== Segment start ==
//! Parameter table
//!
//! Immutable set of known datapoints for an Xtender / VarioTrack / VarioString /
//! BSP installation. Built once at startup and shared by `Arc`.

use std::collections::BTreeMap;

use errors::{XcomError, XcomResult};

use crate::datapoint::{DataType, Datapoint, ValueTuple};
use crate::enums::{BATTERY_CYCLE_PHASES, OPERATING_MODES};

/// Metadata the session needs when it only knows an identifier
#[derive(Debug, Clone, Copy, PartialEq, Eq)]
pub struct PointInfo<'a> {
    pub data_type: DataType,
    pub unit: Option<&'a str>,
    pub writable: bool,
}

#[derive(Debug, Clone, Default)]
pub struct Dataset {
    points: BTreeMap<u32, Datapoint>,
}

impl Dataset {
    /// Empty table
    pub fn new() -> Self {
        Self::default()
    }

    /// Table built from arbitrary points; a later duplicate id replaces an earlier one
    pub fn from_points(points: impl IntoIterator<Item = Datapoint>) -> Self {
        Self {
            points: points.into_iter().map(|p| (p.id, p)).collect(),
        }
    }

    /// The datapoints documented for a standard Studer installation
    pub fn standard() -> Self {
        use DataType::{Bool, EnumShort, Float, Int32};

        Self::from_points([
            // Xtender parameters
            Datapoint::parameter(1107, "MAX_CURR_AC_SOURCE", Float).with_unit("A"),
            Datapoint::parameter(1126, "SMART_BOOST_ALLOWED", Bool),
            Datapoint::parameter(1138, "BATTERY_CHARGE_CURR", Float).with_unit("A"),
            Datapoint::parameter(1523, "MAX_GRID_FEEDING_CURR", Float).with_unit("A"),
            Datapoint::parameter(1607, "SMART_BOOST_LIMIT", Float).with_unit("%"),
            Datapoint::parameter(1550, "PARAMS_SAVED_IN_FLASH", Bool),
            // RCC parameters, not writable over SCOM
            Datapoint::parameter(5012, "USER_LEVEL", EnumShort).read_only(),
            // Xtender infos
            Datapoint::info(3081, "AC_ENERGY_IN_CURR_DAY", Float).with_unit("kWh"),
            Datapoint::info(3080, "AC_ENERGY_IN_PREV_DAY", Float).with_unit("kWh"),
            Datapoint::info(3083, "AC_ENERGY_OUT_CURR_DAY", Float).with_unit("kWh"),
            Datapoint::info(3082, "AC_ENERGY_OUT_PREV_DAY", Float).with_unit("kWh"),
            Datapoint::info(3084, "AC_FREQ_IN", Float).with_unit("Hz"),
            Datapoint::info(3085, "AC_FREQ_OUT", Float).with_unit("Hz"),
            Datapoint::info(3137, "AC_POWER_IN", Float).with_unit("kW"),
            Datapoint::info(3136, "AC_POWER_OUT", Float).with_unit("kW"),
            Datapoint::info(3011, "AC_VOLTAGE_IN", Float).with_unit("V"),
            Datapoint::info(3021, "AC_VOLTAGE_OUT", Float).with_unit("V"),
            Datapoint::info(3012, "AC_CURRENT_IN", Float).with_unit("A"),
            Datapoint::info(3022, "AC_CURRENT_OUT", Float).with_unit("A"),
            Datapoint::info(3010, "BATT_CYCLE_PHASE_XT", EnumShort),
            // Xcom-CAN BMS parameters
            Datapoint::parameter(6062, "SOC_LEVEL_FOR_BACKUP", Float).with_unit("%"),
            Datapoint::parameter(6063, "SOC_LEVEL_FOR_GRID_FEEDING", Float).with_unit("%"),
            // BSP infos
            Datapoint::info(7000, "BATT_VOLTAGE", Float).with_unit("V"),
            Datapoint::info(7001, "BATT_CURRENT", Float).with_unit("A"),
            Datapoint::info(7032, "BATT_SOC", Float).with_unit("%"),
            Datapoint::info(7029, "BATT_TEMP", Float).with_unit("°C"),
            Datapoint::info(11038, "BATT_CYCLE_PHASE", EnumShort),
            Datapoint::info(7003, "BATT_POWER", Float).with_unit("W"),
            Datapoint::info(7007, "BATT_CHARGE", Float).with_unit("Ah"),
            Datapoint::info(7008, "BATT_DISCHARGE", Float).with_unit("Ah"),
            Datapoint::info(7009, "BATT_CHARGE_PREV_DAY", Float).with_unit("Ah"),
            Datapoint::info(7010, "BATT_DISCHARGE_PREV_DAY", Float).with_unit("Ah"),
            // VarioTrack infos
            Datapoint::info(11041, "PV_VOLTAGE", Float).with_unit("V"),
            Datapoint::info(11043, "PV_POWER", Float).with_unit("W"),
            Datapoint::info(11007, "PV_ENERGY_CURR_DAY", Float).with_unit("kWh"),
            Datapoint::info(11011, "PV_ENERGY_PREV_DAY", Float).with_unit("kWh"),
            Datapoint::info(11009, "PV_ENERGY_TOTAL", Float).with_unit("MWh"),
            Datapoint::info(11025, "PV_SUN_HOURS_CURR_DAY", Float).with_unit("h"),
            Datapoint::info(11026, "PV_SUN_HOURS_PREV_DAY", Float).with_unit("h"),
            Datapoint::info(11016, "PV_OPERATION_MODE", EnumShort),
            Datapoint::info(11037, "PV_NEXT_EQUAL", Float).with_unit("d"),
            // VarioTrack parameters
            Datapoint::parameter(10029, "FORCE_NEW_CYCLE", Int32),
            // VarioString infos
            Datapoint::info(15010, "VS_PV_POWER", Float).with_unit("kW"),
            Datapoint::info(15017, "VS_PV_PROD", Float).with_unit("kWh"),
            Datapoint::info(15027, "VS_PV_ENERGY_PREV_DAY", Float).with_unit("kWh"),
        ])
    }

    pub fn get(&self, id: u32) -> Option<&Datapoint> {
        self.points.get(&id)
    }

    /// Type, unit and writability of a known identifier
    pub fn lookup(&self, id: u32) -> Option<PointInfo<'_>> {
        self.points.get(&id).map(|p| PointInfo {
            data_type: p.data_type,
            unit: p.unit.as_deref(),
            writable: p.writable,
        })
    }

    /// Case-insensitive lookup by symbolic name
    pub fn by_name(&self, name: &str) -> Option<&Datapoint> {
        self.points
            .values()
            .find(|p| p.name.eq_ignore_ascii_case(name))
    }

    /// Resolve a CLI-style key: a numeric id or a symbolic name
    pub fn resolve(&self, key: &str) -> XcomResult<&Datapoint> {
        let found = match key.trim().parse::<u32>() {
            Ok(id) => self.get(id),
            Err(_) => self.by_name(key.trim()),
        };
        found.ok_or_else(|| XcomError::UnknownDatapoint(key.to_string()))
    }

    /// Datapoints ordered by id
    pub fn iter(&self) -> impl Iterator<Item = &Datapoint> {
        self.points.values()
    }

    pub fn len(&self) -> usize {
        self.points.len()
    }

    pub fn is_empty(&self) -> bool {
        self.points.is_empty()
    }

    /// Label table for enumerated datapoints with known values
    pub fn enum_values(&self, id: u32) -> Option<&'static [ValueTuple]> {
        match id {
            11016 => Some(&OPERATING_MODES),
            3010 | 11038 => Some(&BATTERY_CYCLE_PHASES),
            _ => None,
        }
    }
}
== Segment end ==
Every line of the records above where the string "lookup" is found should be copied.

COMPLETED TASK:
    pub fn lookup(&self, id: u32) -> Option<PointInfo<'_>> {
    /// Case-insensitive lookup by symbolic name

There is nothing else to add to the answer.